Exercise details
From the entries below, return exactly the lines beginning at the one that contains "self.0.iter()" and ending at the one that contains "#[derive(Debug, Clone, Copy, PartialEq)]", both of them included, and only those lines.

Source records
■ ■ ■ ■
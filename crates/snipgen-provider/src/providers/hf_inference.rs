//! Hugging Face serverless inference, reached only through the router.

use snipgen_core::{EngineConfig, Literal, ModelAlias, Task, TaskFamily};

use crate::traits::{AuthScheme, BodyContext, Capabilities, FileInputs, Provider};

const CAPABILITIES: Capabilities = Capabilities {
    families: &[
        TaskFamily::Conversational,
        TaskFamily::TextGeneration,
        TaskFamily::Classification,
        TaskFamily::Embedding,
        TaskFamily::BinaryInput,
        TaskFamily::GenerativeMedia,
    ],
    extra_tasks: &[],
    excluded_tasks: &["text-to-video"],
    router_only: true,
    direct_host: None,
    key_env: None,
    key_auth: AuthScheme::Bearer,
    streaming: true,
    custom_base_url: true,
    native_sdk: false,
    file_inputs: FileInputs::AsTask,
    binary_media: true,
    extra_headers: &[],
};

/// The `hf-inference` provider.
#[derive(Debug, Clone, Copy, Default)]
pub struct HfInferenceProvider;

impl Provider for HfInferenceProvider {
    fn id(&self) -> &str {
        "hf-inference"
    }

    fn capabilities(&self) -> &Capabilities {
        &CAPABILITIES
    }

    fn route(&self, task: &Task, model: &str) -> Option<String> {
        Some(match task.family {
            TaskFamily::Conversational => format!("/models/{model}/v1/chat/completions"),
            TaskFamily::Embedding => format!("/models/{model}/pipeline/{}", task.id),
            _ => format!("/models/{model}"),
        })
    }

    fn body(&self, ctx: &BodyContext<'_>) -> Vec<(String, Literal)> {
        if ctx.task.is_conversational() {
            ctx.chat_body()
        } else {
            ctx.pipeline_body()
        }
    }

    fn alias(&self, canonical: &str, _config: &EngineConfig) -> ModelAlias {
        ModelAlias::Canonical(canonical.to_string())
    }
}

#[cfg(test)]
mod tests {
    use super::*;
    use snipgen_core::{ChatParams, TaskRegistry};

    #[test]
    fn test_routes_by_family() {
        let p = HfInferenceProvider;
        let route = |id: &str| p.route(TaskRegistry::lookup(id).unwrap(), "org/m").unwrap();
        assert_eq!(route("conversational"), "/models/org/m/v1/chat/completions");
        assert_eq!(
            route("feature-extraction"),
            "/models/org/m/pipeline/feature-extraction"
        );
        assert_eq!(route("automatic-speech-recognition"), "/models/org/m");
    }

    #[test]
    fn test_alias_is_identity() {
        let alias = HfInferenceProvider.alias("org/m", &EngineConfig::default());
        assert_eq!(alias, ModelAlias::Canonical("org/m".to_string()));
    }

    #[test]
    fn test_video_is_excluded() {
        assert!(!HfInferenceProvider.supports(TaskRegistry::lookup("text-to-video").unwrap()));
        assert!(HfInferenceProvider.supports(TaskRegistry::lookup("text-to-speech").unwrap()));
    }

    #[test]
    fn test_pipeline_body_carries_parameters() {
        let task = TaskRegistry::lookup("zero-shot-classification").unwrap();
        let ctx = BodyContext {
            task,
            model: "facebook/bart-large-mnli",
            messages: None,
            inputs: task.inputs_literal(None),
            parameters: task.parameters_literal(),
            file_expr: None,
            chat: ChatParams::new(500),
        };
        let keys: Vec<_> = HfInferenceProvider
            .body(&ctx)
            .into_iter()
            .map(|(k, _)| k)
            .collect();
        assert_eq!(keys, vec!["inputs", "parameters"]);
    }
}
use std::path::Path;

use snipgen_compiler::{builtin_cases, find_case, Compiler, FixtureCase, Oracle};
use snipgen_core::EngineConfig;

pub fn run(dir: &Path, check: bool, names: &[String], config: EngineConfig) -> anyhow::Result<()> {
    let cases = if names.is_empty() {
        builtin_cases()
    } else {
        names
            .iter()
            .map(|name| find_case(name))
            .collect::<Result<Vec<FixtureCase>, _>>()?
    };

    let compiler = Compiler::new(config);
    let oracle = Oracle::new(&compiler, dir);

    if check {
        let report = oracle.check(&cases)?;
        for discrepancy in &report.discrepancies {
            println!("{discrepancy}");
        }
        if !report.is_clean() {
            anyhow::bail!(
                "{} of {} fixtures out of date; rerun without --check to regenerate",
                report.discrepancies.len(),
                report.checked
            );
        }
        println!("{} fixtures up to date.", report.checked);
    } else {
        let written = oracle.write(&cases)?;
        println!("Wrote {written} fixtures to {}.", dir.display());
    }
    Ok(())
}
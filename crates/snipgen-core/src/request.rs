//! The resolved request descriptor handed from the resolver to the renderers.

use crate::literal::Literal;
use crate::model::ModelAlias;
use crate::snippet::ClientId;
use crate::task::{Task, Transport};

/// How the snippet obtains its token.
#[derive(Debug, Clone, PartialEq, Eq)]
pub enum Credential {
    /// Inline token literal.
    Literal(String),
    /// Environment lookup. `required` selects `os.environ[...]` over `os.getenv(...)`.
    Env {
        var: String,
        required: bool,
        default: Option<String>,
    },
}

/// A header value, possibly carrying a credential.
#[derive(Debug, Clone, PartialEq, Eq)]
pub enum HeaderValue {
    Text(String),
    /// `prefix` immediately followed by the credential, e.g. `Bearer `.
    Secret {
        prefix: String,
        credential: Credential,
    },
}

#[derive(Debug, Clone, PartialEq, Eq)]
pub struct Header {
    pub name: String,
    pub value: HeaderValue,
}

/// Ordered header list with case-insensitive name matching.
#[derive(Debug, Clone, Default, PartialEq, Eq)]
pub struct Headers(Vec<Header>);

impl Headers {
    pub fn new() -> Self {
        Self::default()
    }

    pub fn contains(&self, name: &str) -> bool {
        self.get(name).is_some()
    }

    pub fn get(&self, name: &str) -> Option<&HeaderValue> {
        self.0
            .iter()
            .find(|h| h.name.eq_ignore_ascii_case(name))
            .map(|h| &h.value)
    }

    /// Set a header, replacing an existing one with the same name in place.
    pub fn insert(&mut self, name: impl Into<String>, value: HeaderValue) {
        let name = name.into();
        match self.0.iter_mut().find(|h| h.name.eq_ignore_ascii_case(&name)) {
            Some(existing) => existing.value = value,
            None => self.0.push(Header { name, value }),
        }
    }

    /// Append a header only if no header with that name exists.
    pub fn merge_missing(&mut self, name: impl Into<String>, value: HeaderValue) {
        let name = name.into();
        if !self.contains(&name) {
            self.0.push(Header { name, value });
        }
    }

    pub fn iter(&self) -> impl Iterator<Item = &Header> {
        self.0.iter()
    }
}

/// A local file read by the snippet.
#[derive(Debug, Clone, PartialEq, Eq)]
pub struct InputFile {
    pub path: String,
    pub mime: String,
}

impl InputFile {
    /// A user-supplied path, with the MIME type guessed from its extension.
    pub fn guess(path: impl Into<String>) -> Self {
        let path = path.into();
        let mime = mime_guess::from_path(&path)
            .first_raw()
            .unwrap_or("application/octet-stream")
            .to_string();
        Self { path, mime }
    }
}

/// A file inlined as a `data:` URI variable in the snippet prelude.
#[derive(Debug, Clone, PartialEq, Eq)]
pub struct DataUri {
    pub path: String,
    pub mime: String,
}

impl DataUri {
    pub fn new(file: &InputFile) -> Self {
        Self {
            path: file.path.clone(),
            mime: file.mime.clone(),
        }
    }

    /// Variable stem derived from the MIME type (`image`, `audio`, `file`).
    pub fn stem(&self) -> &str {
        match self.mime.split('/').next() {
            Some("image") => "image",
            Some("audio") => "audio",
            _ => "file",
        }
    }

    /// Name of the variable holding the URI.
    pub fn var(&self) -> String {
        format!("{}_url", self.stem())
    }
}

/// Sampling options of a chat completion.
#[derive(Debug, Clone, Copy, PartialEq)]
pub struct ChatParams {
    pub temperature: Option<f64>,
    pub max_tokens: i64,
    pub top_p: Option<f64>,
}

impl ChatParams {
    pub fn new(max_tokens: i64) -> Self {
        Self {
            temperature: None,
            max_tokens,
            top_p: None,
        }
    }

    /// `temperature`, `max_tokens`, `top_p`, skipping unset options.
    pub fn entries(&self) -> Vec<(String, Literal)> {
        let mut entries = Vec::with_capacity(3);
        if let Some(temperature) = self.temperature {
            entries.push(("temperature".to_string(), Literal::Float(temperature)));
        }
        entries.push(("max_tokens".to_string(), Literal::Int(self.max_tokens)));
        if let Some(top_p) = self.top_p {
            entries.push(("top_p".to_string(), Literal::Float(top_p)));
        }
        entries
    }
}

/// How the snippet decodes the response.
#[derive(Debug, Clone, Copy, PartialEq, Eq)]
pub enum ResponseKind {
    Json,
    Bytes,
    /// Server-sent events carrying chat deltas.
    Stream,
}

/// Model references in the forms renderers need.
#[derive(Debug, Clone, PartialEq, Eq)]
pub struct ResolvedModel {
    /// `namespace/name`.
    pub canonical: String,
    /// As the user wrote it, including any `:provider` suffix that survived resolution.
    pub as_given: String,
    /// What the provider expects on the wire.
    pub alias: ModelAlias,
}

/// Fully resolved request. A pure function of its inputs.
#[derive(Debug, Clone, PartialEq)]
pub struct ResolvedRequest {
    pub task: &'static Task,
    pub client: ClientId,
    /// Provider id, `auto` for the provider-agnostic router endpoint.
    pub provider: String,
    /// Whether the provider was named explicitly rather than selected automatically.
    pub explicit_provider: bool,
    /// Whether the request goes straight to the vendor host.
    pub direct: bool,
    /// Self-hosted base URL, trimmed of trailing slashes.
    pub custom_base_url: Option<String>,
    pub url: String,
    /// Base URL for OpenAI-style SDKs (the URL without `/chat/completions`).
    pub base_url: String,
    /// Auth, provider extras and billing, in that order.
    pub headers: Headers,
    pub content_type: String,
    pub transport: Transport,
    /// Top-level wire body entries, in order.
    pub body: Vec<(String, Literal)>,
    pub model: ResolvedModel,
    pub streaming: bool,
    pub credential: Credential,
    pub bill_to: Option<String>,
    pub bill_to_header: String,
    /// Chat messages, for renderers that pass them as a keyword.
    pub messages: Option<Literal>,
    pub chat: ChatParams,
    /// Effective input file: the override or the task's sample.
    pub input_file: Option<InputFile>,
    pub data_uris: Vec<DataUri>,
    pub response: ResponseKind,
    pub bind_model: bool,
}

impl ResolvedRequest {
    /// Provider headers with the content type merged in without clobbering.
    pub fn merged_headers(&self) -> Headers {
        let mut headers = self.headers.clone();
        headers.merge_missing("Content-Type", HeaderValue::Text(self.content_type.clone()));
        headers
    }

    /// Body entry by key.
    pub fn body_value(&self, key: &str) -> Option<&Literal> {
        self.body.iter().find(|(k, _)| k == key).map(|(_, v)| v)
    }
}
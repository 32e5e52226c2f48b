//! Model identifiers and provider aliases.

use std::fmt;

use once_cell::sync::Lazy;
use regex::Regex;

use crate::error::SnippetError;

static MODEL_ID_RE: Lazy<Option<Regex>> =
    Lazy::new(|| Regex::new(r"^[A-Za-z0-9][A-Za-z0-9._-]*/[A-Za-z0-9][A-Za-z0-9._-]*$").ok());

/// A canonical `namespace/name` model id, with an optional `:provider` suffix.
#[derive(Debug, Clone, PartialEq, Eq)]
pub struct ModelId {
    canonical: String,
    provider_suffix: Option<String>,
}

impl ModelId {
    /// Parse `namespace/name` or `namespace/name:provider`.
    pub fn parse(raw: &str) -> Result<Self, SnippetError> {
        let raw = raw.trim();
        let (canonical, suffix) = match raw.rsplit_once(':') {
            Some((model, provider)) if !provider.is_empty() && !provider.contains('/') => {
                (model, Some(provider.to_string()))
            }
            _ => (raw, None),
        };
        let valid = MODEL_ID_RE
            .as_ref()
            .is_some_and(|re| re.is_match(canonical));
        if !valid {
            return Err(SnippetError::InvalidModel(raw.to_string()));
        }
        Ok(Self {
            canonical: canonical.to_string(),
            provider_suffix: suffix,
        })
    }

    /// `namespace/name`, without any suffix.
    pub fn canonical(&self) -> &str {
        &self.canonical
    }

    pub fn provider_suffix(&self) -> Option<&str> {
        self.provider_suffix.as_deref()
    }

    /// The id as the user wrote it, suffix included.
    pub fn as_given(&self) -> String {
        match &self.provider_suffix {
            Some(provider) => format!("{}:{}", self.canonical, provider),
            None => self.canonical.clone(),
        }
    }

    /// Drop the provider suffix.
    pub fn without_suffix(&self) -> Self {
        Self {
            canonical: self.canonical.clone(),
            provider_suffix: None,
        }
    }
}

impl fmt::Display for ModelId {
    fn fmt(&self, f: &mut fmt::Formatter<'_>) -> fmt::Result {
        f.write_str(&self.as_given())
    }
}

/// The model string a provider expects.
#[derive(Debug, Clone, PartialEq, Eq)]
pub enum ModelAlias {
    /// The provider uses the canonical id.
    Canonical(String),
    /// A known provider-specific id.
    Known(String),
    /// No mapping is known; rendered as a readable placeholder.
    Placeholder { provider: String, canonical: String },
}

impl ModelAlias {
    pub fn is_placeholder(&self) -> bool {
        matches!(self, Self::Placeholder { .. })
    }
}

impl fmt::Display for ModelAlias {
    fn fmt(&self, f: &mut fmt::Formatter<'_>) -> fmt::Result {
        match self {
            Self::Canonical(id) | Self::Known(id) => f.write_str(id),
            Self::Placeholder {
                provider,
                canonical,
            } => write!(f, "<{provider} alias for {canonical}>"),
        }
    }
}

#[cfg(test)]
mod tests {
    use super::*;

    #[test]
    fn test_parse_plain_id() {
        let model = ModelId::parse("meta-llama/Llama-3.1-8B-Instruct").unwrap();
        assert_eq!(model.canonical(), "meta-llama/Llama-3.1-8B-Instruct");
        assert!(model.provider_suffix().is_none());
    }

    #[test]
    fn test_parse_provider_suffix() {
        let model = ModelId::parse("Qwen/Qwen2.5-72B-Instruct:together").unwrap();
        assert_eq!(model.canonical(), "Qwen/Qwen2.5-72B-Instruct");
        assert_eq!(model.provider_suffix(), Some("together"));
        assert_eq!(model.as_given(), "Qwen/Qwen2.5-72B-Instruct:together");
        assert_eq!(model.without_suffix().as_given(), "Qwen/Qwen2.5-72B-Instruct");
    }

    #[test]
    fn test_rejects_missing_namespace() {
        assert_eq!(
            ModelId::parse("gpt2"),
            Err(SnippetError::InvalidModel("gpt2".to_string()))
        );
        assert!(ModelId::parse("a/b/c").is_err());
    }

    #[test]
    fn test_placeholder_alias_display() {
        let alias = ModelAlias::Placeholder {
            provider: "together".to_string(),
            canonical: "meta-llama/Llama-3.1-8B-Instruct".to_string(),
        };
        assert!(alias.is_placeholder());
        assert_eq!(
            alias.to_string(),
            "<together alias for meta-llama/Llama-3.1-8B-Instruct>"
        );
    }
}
■ ■ ■ ■
Answer below
        self.0.iter()
    }
}

/// A local file read by the snippet.
#[derive(Debug, Clone, PartialEq, Eq)]
pub struct InputFile {
    pub path: String,
    pub mime: String,
}

impl InputFile {
    /// A user-supplied path, with the MIME type guessed from its extension.
    pub fn guess(path: impl Into<String>) -> Self {
        let path = path.into();
        let mime = mime_guess::from_path(&path)
            .first_raw()
            .unwrap_or("application/octet-stream")
            .to_string();
        Self { path, mime }
    }
}

/// A file inlined as a `data:` URI variable in the snippet prelude.
#[derive(Debug, Clone, PartialEq, Eq)]
pub struct DataUri {
    pub path: String,
    pub mime: String,
}

impl DataUri {
    pub fn new(file: &InputFile) -> Self {
        Self {
            path: file.path.clone(),
            mime: file.mime.clone(),
        }
    }

    /// Variable stem derived from the MIME type (`image`, `audio`, `file`).
    pub fn stem(&self) -> &str {
        match self.mime.split('/').next() {
            Some("image") => "image",
            Some("audio") => "audio",
            _ => "file",
        }
    }

    /// Name of the variable holding the URI.
    pub fn var(&self) -> String {
        format!("{}_url", self.stem())
    }
}

/// Sampling options of a chat completion.
#[derive(Debug, Clone, Copy, PartialEq)]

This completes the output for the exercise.